Return, from the data below, each line that contains the word "overlaps".
Start of Task inputs
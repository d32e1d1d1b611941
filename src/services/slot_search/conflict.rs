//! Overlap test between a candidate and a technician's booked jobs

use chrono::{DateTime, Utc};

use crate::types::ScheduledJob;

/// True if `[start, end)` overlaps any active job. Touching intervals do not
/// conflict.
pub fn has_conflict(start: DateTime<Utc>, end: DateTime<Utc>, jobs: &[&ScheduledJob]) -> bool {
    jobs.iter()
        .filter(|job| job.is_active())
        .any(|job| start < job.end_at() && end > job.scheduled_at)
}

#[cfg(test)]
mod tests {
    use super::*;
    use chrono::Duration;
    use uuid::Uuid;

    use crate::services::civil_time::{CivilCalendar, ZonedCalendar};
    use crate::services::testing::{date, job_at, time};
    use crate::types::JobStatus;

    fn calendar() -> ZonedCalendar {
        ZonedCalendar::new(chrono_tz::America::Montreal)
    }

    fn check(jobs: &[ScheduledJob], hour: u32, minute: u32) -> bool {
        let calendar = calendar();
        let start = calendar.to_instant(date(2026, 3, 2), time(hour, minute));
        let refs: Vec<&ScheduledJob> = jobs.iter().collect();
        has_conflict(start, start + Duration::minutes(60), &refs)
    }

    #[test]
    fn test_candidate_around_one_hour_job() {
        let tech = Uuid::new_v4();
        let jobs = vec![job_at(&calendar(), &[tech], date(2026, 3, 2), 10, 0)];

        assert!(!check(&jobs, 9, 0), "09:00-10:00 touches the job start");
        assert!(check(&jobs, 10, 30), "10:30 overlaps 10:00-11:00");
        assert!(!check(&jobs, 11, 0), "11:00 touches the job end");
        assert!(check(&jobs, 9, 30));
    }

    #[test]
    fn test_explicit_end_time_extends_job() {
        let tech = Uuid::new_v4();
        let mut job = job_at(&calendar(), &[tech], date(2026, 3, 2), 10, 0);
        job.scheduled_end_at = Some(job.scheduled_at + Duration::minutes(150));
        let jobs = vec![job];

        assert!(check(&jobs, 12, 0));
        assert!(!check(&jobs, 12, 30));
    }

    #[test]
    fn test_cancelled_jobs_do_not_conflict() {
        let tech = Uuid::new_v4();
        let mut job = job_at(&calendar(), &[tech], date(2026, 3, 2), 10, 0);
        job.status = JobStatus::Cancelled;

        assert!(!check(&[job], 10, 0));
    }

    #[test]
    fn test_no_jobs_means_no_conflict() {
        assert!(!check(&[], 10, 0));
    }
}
End of Task inputs
> Result for this task:
/// True if `[start, end)` overlaps any active job. Touching intervals do not
        assert!(check(&jobs, 10, 30), "10:30 overlaps 10:00-11:00");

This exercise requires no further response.